Manifestly, Lukas means these stories to be paradigms. Are they the only possible paradigms, the inevitable, universal results of busing? The author's careful choice of characters seems to imply that they are. The book ends in the late '70s, and thus omits both the continuing signs of racism and the counterbalancing elevation of Boston politics, notably the 1983 mayoral race in which both candidates denounced racial hostility.

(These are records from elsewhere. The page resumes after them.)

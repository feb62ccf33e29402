//! Committed block model.
//!
//! A block is resource time committed to one resource requirement of one
//! activity. Blocks are created only by the block scheduler and removed
//! only by an explicit unschedule.

use serde::{Deserialize, Serialize};
use std::collections::HashMap;

use super::{CleanSpan, Phase, RequiredCapacity, Tick, UsageProfile};

/// Opaque block handle, unique within one resource state.
#[derive(Debug, Clone, Copy, PartialEq, Eq, Hash, PartialOrd, Ord, Serialize, Deserialize)]
pub struct BlockId(pub u64);

/// Sequencing-relevant summary of an activity.
///
/// Blocks and history records carry this instead of a reference to the
/// activity itself.
#[derive(Debug, Clone, PartialEq, Serialize, Deserialize)]
pub struct SequencedActivity {
    pub activity_id: String,
    pub job_id: String,
    pub product: String,
    pub batch_id: Option<String>,
    pub setup_code: Option<String>,
    pub setup_number: f64,
    pub attributes: HashMap<String, String>,
}

/// Resource time committed to an activity.
#[derive(Debug, Clone, Serialize, Deserialize)]
pub struct Block {
    /// Block handle.
    pub id: BlockId,
    /// Activity this block serves.
    pub activity: SequencedActivity,
    /// Index of the resource requirement served.
    pub requirement_index: usize,
    /// Block start (inclusive).
    pub start: Tick,
    /// Block end (exclusive).
    pub end: Tick,
    /// Resource time actually used, phase by phase.
    pub profile: UsageProfile,
    /// Required capacity the block was searched with.
    pub required: RequiredCapacity,
    /// Attention consumed on a multitasking resource.
    pub attention_percent: u32,
    /// Cleanout performed before production.
    pub clean_before: Option<CleanSpan>,
    /// Cleanout performed after production, including any merged in from
    /// the next block of the same batch.
    pub clean_after: Option<CleanSpan>,
    /// Quantity produced.
    pub quantity: f64,
}

impl Block {
    /// Elapsed time of the block.
    #[inline]
    pub fn duration(&self) -> Tick {
        self.end - self.start
    }

    /// Whether the block intersects `[start, end)`.
    pub fn overlaps(&self, start: Tick, end: Tick) -> bool {
        self.start < end && start < self.end
    }

    /// Resource time the block actually holds.
    ///
    /// A pausable block skips over time held by others, so only its usage
    /// segments are occupied. Blocks without a recorded profile hold their
    /// whole span.
    pub fn occupied_spans(&self) -> Vec<(Tick, Tick)> {
        let spans = self.profile.spans();
        if spans.is_empty() && self.start < self.end {
            vec![(self.start, self.end)]
        } else {
            spans
        }
    }

    /// Start of the first non-cleanout segment.
    pub fn production_start(&self) -> Tick {
        self.profile
            .segments()
            .iter()
            .find(|s| !s.phase.is_clean())
            .map_or(self.start, |s| s.start)
    }

    /// Elapsed run time.
    pub fn run_ticks(&self) -> Tick {
        self.profile.phase_segments(Phase::Run).map(|s| s.duration()).sum()
    }

    /// Whether the block belongs to the given batch.
    pub fn in_batch(&self, batch_id: Option<&str>) -> bool {
        matches!((self.activity.batch_id.as_deref(), batch_id), (Some(a), Some(b)) if a == b)
    }
}
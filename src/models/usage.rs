//! Usage profiles.
//!
//! A usage profile records exactly which slices of resource time a search
//! consumed, phase by phase, and how much capacity each slice supplied
//! after people adjustment.

use serde::{Deserialize, Serialize};

use super::{Phase, Tick};

/// One contiguous slice of resource time consumed by a phase.
#[derive(Debug, Clone, PartialEq, Serialize, Deserialize)]
pub struct UsageSegment {
    /// Segment start (inclusive).
    pub start: Tick,
    /// Segment end (exclusive).
    pub end: Tick,
    /// Capacity ticks supplied by this segment (after people adjustment).
    pub capacity_consumed: Tick,
    /// People multiplier that converted elapsed time into capacity.
    pub multiplier: f64,
    /// Cost per tick of the source interval.
    pub cost_rate: f64,
    /// Whether the source interval is overtime.
    pub overtime: bool,
    /// Phase this segment belongs to.
    pub phase: Phase,
}

impl UsageSegment {
    /// Elapsed time of the segment.
    #[inline]
    pub fn duration(&self) -> Tick {
        self.end - self.start
    }

    /// Cost of the segment.
    pub fn cost(&self) -> f64 {
        self.duration() as f64 * self.cost_rate
    }
}

/// Ordered, non-overlapping sequence of usage segments.
#[derive(Debug, Clone, Default, PartialEq, Serialize, Deserialize)]
pub struct UsageProfile {
    segments: Vec<UsageSegment>,
}

impl UsageProfile {
    /// Creates an empty profile.
    pub fn new() -> Self {
        Self::default()
    }

    /// Appends a segment at the end.
    pub fn push(&mut self, segment: UsageSegment) {
        debug_assert!(self.segments.last().map_or(true, |s| s.end <= segment.start));
        self.segments.push(segment);
    }

    /// Inserts a segment at the front (used by backward searches).
    pub fn push_front(&mut self, segment: UsageSegment) {
        debug_assert!(self.segments.first().map_or(true, |s| segment.end <= s.start));
        self.segments.insert(0, segment);
    }

    /// Appends every segment of `other`.
    pub fn extend(&mut self, other: UsageProfile) {
        for segment in other.segments {
            self.push(segment);
        }
    }

    /// Prepends every segment of `other`.
    pub fn prepend(&mut self, mut other: UsageProfile) {
        other.segments.append(&mut self.segments);
        self.segments = other.segments;
    }

    /// Removes all segments.
    pub fn clear(&mut self) {
        self.segments.clear();
    }

    /// Segments in time order.
    pub fn segments(&self) -> &[UsageSegment] {
        &self.segments
    }

    /// Segments of one phase.
    pub fn phase_segments(&self, phase: Phase) -> impl Iterator<Item = &UsageSegment> {
        self.segments.iter().filter(move |s| s.phase == phase)
    }

    /// Start of the first segment.
    pub fn start(&self) -> Option<Tick> {
        self.segments.first().map(|s| s.start)
    }

    /// End of the last segment.
    pub fn end(&self) -> Option<Tick> {
        self.segments.last().map(|s| s.end)
    }

    /// Resource time held, with touching segments merged.
    pub fn spans(&self) -> Vec<(Tick, Tick)> {
        let mut spans: Vec<(Tick, Tick)> = Vec::with_capacity(self.segments.len());
        for seg in self.segments.iter().filter(|s| s.start < s.end) {
            match spans.last_mut() {
                Some(last) if last.1 == seg.start => last.1 = seg.end,
                _ => spans.push((seg.start, seg.end)),
            }
        }
        spans
    }

    /// Total capacity supplied across all segments.
    pub fn capacity_consumed(&self) -> Tick {
        self.segments.iter().map(|s| s.capacity_consumed).sum()
    }

    /// Total elapsed time across all segments (gaps excluded).
    pub fn elapsed(&self) -> Tick {
        self.segments.iter().map(|s| s.duration()).sum()
    }

    /// Total cost across all segments.
    pub fn cost(&self) -> f64 {
        self.segments.iter().map(|s| s.cost()).sum()
    }

    /// Whether any segment runs on overtime.
    pub fn uses_overtime(&self) -> bool {
        self.segments.iter().any(|s| s.overtime)
    }

    pub fn len(&self) -> usize {
        self.segments.len()
    }

    pub fn is_empty(&self) -> bool {
        self.segments.is_empty()
    }
}

#[cfg(test)]
mod tests {
    use super::*;

    fn seg(start: Tick, end: Tick, phase: Phase) -> UsageSegment {
        UsageSegment {
            start,
            end,
            capacity_consumed: end - start,
            multiplier: 1.0,
            cost_rate: 2.0,
            overtime: false,
            phase,
        }
    }

    #[test]
    fn test_profile_totals() {
        let mut p = UsageProfile::new();
        p.push(seg(0, 50, Phase::Setup));
        p.push(seg(100, 200, Phase::Run));
        assert_eq!(p.start(), Some(0));
        assert_eq!(p.end(), Some(200));
        assert_eq!(p.elapsed(), 150);
        assert_eq!(p.capacity_consumed(), 150);
        assert!((p.cost() - 300.0).abs() < 1e-9);
        assert_eq!(p.phase_segments(Phase::Run).count(), 1);
    }

    #[test]
    fn test_prepend_keeps_order() {
        let mut later = UsageProfile::new();
        later.push(seg(100, 200, Phase::Run));
        let mut earlier = UsageProfile::new();
        earlier.push(seg(0, 100, Phase::Setup));

        later.prepend(earlier);
        assert_eq!(later.len(), 2);
        assert_eq!(later.segments()[0].phase, Phase::Setup);
        assert_eq!(later.segments()[1].phase, Phase::Run);
    }

    #[test]
    fn test_push_front() {
        let mut p = UsageProfile::new();
        p.push_front(seg(50, 80, Phase::Run));
        p.push_front(seg(10, 40, Phase::Run));
        assert_eq!(p.start(), Some(10));
        assert_eq!(p.end(), Some(80));
    }

    #[test]
    fn test_empty_profile() {
        let p = UsageProfile::new();
        assert!(p.is_empty());
        assert_eq!(p.start(), None);
        assert_eq!(p.capacity_consumed(), 0);
    }
}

Still, if this oversize volume cannot be considered the last word in Boston's struggle with the law, it can be appraised as a model of thoroughness and balance. Lukas well knows Emerson's dictum that there is properly no history, only biography. When Colin Diver chases a mugger who battered a black woman outside his front door, when Alice McGoff debates with herself whether she can respect a Catholic priest who is a "pro-buser," when Rachel Twymon's sister hears rocks smash through her windows night after night, the story is larger than three families, and larger than Boston. As a narrative of people's repeated losses of faith, above all the faith that they can shape and control their lives, Common Ground explains what once seemed incomprehensible, and persuades the reader that to understand is indeed to forgive.